A chocolate bar (Commonwealth English) or candy bar (some dialects of American English) is a confection containing chocolate, which may also contain layerings or mixtures that include nuts, fruit, caramel, nougat, and wafers. A flat, easily breakable, chocolate bar is also called a tablet. In some varieties of English and food labeling standards, the term chocolate bar is reserved for bars of solid chocolate, with candy bar used for products with additional ingredients.

The manufacture of a chocolate bar from raw cocoa ingredients requires many steps, from grinding and refining, to conching and tempering. All these processes have been independently developed by chocolate manufacturers from different countries. There is therefore no precise moment when the first chocolate bar came into existence. Solid chocolate was already consumed in the 18th century. The 19th century saw the emergence of the modern chocolate industry; most manufacturing techniques used today were invented during this period.

Dark, milk and white are the main types of chocolate. Ingredients not derived from cocoa have been added to bars since the beginning of the chocolate industry, often to reduce production costs. A wide variety of chocolate bar brands are sold nowadays.

Terminology
In many varieties of English, chocolate bar refers to any confectionery bar that contains chocolate. In some dialects of American English, only bars of solid chocolate are described as chocolate bars, with the phrase candy bar used as a broader term encompassing bars of solid chocolate, bars combining chocolate with other ingredients, and bars containing no chocolate at all. In Canada, while the term chocolate bar is commonly used for bars combining chocolate with other ingredients, only bars of solid chocolate can be labelled as a chocolate bar.

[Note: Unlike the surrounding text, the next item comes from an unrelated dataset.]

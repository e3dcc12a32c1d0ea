mod count_down_latch;

pub use self::count_down_latch::*;
mod shared_counters;

pub use self::shared_counters::*;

The term bar may refer to a large variety of shapes, including not oblong ones, such as squares. Small (bite-sized) chocolate pieces are however usually referred to as chocolates, regardless of shape.

History

Early history

Solid chocolate was probably already consumed in pre-Columbian America, in particular by the Aztecs, despite the beverage being the traditional form of consumption of cocoa in Mesoamerica. Dominican friar Diego Durán mentions in his writings that Aztec soldiers carried ground cocoa balls among other military rations.

Until the 18th century, chocolate was essentially consumed as a drink. Transport of cocoa beans was slow and difficult, therefore making the product very expensive in Europe. Chocolate was usually sold as a solidified ground but still grainy cocoa paste (in the form of blocks, sticks or balls) to be dissolved in water or milk, either raw or already sweetened and flavoured. It is unclear when bars or tablets of chocolate (meant to be eaten raw rather than grated into a drink) were made for the first time. It is known, however, that the consumption of solid chocolate by the wealthy increased by the end of the 18th century.

Up to and including the 19th century, confectionery of all sorts was typically sold in small pieces to be bagged and bought by weight.  The introduction of chocolate as something that could be eaten as is, rather than used to make beverages or desserts, resulted in the earliest bar forms, or tablets. At some point, chocolates came to mean any chocolate-covered sweets, whether nuts, creams (fondant), caramel candies, or others. The chocolate bar evolved from all of these in the late-19th century as a way of packaging and selling candy more conveniently for both buyer and seller; however, the buyer had to pay for the packaging. It was considerably cheaper to buy candy loose, or in bulk.

The production of chocolate specifically meant to be eaten in bars may predate the French Revolution. The Marquis de Sade wrote to his wife in a letter dated May 16, 1779, complaining about the quality of a care package he had received while in prison. Among the requests that he made for future deliveries were for cookies that "must smell of chocolate, as if one were biting into a chocolate bar." This phrasing is highly suggestive of chocolate bars being eaten by themselves and not just grated into chocolate-based drinks, as was a far more common use at this time. Such a product would predate the invention of the cocoa press and the "Dutch cocoa" by Coenraad Johannes van Houten and other innovations which made chocolate suitable for mass-production.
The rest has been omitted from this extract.